=== Task description ===
Your answer must be the full listing, reproduced word for word.

=== Source material ===
..........

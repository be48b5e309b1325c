//! Port traits abstracting storage away from the editors.

use camino::Utf8Path;

/// Workspace storage: the host project's file tree or an in-memory stand-in.
pub trait Tree {
    /// Contents of `path`, or `None` when it does not exist.
    fn read(&self, path: &Utf8Path) -> anyhow::Result<Option<Vec<u8>>>;
    fn write(&self, path: &Utf8Path, contents: &[u8]) -> anyhow::Result<()>;
}

impl<T: Tree + ?Sized> Tree for &T {
    fn read(&self, path: &Utf8Path) -> anyhow::Result<Option<Vec<u8>>> {
        (**self).read(path)
    }

    fn write(&self, path: &Utf8Path, contents: &[u8]) -> anyhow::Result<()> {
        (**self).write(path, contents)
    }
}
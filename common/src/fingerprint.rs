//! # Target Fingerprint
//!
//! The per-host record produced right after probing. It is derived once and
//! never changes afterwards, so every stage of a pipeline sees the same WAF
//! verdict.

use serde::Deserialize;

/// Vendor names whose presence in the tech stack marks a host as fronted by a
/// WAF or CDN.
pub const WAF_VENDORS: &[&str] = &["cloudflare", "akamai", "incapsula", "sucuri"];

/// One JSON line emitted by the prober.
#[derive(Debug, Clone, Default, Deserialize)]
pub struct ProbeRecord {
    #[serde(default)]
    pub url: String,
    #[serde(default)]
    pub tech: Vec<String>,
}

#[derive(Debug, Clone, PartialEq, Eq)]
pub struct TargetFingerprint {
    url: String,
    tech_stack: Vec<String>,
    is_waf: bool,
}

impl TargetFingerprint {
    pub fn new(url: impl Into<String>, tech_stack: Vec<String>) -> Self {
        let is_waf = detect_waf(&tech_stack);
        Self {
            url: url.into(),
            tech_stack,
            is_waf,
        }
    }

    /// Fingerprint used when probing failed: alive, nothing known, not WAF.
    pub fn unprobed(host: impl Into<String>) -> Self {
        Self {
            url: host.into(),
            tech_stack: Vec::new(),
            is_waf: false,
        }
    }

    pub fn url(&self) -> &str {
        &self.url
    }

    pub fn tech_stack(&self) -> &[String] {
        &self.tech_stack
    }

    pub fn is_waf(&self) -> bool {
        self.is_waf
    }
}

impl From<ProbeRecord> for TargetFingerprint {
    fn from(record: ProbeRecord) -> Self {
        Self::new(record.url, record.tech)
    }
}

/// Case-insensitive substring match of [`WAF_VENDORS`] against the stack.
pub fn detect_waf(tech_stack: &[String]) -> bool {
    tech_stack.iter().any(|tech| {
        let tech = tech.to_ascii_lowercase();
        WAF_VENDORS.iter().any(|vendor| tech.contains(vendor))
    })
}
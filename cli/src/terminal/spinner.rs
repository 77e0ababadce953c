use indicatif::ProgressStyle;
use tracing::Span;
use tracing_indicatif::span_ext::IndicatifSpanExt;

const TICKS: &[&str] = &[
    "▁▁▁▁▁",
    "▁▂▂▂▁",
    "▁▄▂▄▁",
    "▂▄▆▄▂",
    "▄▆█▆▄",
    "▂▄▆▄▂",
    "▁▄▂▄▁",
    "▁▂▂▂▁",
];

fn discovery_style() -> ProgressStyle {
    ProgressStyle::with_template("{spinner:.blue} {msg}")
        .unwrap_or_else(|_| ProgressStyle::default_spinner())
        .tick_strings(TICKS)
}

fn scanning_style() -> ProgressStyle {
    ProgressStyle::with_template("{spinner:.blue} {msg} {pos}/{len} hosts [{elapsed}]")
        .unwrap_or_else(|_| ProgressStyle::default_spinner())
        .tick_strings(TICKS)
}

/// Turns `span` into the run's spinner.
pub fn attach(span: &Span) {
    span.pb_set_style(&discovery_style());
    span.pb_set_message("Discovering targets...");
}

pub fn report_phase(span: &Span, msg: &str) {
    span.pb_set_message(msg);
}

pub fn start_scanning(span: &Span, hosts: usize) {
    span.pb_set_style(&scanning_style());
    span.pb_set_length(hosts as u64);
    span.pb_set_message("Scanning");
}

pub fn report_host_done(span: &Span) {
    span.pb_inc(1);
}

..........

=== Output below ===
repository be48b5e309b1325c
//! Port traits abstracting storage away from the editors.

use camino::Utf8Path;

/// Workspace storage: the host project's file tree or an in-memory stand-in.
pub trait Tree {
    /// Contents of `path`, or `None` when it does not exist.
    fn read(&self, path: &Utf8Path) -> anyhow::Result<Option<Vec<u8>>>;
    fn write(&self, path: &Utf8Path, contents: &[u8]) -> anyhow::Result<()>;
}

impl<T: Tree + ?Sized> Tree for &T {
    fn read(&self, path: &Utf8Path) -> anyhow::Result<Option<Vec<u8>>> {
        (**self).read(path)
    }

    fn write(&self, path: &Utf8Path, contents: &[u8]) -> anyhow::Result<()> {
        (**self).write(path, contents)
    }
}
filename common/src/fingerprint.rs
//! # Target Fingerprint
//!
//! The per-host record produced right after probing. It is derived once and
//! never changes afterwards, so every stage of a pipeline sees the same WAF
//! verdict.

use serde::Deserialize;

/// Vendor names whose presence in the tech stack marks a host as fronted by a
/// WAF or CDN.
pub const WAF_VENDORS: &[&str] = &["cloudflare", "akamai", "incapsula", "sucuri"];

/// One JSON line emitted by the prober.
#[derive(Debug, Clone, Default, Deserialize)]
pub struct ProbeRecord {
    #[serde(default)]
    pub url: String,
    #[serde(default)]
    pub tech: Vec<String>,
}

#[derive(Debug, Clone, PartialEq, Eq)]
pub struct TargetFingerprint {
    url: String,
    tech_stack: Vec<String>,
    is_waf: bool,
}

impl TargetFingerprint {
    pub fn new(url: impl Into<String>, tech_stack: Vec<String>) -> Self {
        let is_waf = detect_waf(&tech_stack);
        Self {
            url: url.into(),
            tech_stack,
            is_waf,
        }
    }

    /// Fingerprint used when probing failed: alive, nothing known, not WAF.
    pub fn unprobed(host: impl Into<String>) -> Self {
        Self {
            url: host.into(),
            tech_stack: Vec::new(),
            is_waf: false,
        }
    }

    pub fn url(&self) -> &str {
        &self.url
    }

    pub fn tech_stack(&self) -> &[String] {
        &self.tech_stack
    }

    pub fn is_waf(&self) -> bool {
        self.is_waf
    }
}

impl From<ProbeRecord> for TargetFingerprint {
    fn from(record: ProbeRecord) -> Self {
        Self::new(record.url, record.tech)
    }
}

/// Case-insensitive substring match of [`WAF_VENDORS`] against the stack.
pub fn detect_waf(tech_stack: &[String]) -> bool {
    tech_stack.iter().any(|tech| {
        let tech = tech.to_ascii_lowercase();
        WAF_VENDORS.iter().any(|vendor| tech.contains(vendor))
    })
}
filename cli/src/terminal/spinner.rs
repository 77e0ababadce953c
use indicatif::ProgressStyle;
use tracing::Span;
use tracing_indicatif::span_ext::IndicatifSpanExt;

const TICKS: &[&str] = &[
    "▁▁▁▁▁",
    "▁▂▂▂▁",
    "▁▄▂▄▁",
    "▂▄▆▄▂",
    "▄▆█▆▄",
    "▂▄▆▄▂",
    "▁▄▂▄▁",
    "▁▂▂▂▁",
];

fn discovery_style() -> ProgressStyle {
    ProgressStyle::with_template("{spinner:.blue} {msg}")
        .unwrap_or_else(|_| ProgressStyle::default_spinner())
        .tick_strings(TICKS)
}

fn scanning_style() -> ProgressStyle {
    ProgressStyle::with_template("{spinner:.blue} {msg} {pos}/{len} hosts [{elapsed}]")
        .unwrap_or_else(|_| ProgressStyle::default_spinner())
        .tick_strings(TICKS)
}

/// Turns `span` into the run's spinner.
pub fn attach(span: &Span) {
    span.pb_set_style(&discovery_style());
    span.pb_set_message("Discovering targets...");
}

pub fn report_phase(span: &Span, msg: &str) {
    span.pb_set_message(msg);
}

pub fn start_scanning(span: &Span, hosts: usize) {
    span.pb_set_style(&scanning_style());
    span.pb_set_length(hosts as u64);
    span.pb_set_message("Scanning");
}

pub fn report_host_done(span: &Span) {
    span.pb_inc(1);
}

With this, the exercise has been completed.